Counting only lines that contain the word "format", state the total for the listing below and nothing else.

TASK INPUT START

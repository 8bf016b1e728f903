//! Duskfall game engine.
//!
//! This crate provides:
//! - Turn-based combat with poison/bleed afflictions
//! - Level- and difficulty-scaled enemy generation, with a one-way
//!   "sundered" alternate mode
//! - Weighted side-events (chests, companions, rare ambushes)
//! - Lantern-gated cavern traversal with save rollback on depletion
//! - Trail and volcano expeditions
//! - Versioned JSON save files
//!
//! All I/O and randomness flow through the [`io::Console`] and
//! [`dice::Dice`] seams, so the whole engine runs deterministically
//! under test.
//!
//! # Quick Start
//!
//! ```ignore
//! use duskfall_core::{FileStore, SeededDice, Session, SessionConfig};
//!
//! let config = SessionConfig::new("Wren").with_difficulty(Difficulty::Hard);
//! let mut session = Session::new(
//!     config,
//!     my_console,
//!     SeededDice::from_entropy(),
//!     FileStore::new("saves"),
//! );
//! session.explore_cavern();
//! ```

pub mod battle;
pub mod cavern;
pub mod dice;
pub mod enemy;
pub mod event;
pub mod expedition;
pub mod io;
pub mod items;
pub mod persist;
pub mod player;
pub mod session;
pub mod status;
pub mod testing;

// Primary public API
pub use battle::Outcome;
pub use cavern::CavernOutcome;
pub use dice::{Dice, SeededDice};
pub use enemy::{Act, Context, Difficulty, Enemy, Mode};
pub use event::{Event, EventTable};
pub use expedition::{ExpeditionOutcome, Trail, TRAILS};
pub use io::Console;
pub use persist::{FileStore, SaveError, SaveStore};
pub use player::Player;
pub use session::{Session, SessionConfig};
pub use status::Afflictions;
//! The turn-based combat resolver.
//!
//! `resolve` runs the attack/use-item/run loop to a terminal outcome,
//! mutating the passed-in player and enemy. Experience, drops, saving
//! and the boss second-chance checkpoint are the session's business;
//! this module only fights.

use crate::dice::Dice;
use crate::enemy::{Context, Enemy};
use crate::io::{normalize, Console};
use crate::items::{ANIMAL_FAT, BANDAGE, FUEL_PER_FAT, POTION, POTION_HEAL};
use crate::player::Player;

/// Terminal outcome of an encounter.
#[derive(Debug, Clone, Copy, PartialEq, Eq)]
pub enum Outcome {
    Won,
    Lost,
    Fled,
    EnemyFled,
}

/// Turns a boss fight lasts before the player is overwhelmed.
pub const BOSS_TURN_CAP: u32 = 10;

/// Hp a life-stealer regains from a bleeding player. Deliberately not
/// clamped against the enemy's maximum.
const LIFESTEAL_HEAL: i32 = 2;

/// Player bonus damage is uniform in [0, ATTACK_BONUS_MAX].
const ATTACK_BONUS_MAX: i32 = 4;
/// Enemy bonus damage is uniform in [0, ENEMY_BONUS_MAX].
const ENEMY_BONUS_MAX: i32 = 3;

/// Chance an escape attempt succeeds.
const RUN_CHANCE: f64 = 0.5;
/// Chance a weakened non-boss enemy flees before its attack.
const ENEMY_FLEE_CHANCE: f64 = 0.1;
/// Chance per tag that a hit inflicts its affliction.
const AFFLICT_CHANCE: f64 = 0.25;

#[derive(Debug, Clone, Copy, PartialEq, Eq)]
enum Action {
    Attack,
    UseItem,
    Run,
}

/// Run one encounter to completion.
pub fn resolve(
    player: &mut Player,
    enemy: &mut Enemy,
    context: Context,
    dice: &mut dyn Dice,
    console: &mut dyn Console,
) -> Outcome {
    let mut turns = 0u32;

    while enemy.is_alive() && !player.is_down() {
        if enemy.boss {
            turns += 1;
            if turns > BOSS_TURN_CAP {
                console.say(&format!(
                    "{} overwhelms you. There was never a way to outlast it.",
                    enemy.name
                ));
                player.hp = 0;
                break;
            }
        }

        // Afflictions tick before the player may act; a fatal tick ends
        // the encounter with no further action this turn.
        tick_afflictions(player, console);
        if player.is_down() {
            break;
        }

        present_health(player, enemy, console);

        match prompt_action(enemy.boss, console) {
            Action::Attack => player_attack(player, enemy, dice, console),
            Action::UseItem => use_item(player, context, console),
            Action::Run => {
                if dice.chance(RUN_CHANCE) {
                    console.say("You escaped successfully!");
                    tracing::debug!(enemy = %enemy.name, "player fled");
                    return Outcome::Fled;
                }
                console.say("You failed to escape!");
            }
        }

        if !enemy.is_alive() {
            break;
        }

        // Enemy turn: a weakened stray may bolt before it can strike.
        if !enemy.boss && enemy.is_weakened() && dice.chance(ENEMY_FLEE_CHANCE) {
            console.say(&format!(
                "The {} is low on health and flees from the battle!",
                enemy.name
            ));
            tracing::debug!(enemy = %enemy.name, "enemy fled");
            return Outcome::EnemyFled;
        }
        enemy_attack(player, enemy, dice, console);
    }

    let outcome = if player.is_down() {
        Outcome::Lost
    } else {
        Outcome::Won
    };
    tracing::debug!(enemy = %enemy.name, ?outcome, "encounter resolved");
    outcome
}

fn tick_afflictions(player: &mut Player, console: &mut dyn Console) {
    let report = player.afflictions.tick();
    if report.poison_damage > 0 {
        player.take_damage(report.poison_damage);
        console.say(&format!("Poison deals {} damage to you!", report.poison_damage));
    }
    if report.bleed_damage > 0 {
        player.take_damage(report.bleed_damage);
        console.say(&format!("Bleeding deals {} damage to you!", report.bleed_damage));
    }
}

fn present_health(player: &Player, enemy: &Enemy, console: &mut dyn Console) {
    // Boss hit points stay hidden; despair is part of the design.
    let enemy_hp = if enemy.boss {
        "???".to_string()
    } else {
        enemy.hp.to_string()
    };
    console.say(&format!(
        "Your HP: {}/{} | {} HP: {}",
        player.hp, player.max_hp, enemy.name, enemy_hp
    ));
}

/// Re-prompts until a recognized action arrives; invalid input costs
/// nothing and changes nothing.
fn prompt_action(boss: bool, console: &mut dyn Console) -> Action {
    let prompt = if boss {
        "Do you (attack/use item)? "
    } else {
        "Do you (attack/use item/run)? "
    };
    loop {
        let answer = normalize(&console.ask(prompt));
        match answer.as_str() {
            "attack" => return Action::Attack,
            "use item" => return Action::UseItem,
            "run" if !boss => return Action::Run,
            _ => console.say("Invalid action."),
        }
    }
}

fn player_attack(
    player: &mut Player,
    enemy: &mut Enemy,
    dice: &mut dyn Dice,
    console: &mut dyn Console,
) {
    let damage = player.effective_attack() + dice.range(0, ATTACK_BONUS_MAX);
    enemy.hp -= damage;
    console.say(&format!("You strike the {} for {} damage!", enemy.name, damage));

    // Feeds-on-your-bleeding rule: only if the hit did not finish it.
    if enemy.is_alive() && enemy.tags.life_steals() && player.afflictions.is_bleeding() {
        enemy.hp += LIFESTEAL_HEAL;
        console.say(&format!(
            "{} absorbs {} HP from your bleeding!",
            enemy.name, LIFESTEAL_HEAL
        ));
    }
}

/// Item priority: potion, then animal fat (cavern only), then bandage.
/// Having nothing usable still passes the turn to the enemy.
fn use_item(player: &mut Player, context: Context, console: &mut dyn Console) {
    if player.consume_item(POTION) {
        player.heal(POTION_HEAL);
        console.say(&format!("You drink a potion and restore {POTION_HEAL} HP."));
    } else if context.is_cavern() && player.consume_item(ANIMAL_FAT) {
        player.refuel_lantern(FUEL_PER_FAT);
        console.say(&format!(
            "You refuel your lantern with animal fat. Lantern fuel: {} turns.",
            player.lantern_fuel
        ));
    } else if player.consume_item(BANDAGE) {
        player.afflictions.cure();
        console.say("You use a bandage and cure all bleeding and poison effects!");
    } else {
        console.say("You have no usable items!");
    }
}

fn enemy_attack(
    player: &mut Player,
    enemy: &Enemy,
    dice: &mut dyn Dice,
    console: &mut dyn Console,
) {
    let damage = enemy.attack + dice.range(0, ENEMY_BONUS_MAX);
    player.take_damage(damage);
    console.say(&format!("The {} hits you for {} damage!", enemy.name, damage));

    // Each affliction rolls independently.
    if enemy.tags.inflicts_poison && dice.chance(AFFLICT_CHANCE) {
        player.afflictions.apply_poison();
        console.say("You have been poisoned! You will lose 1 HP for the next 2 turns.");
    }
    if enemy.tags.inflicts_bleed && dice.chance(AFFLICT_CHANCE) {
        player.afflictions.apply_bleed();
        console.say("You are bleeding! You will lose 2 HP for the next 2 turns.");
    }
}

TASK INPUT END

**SOLUTION TO THIS EXERCISE**
10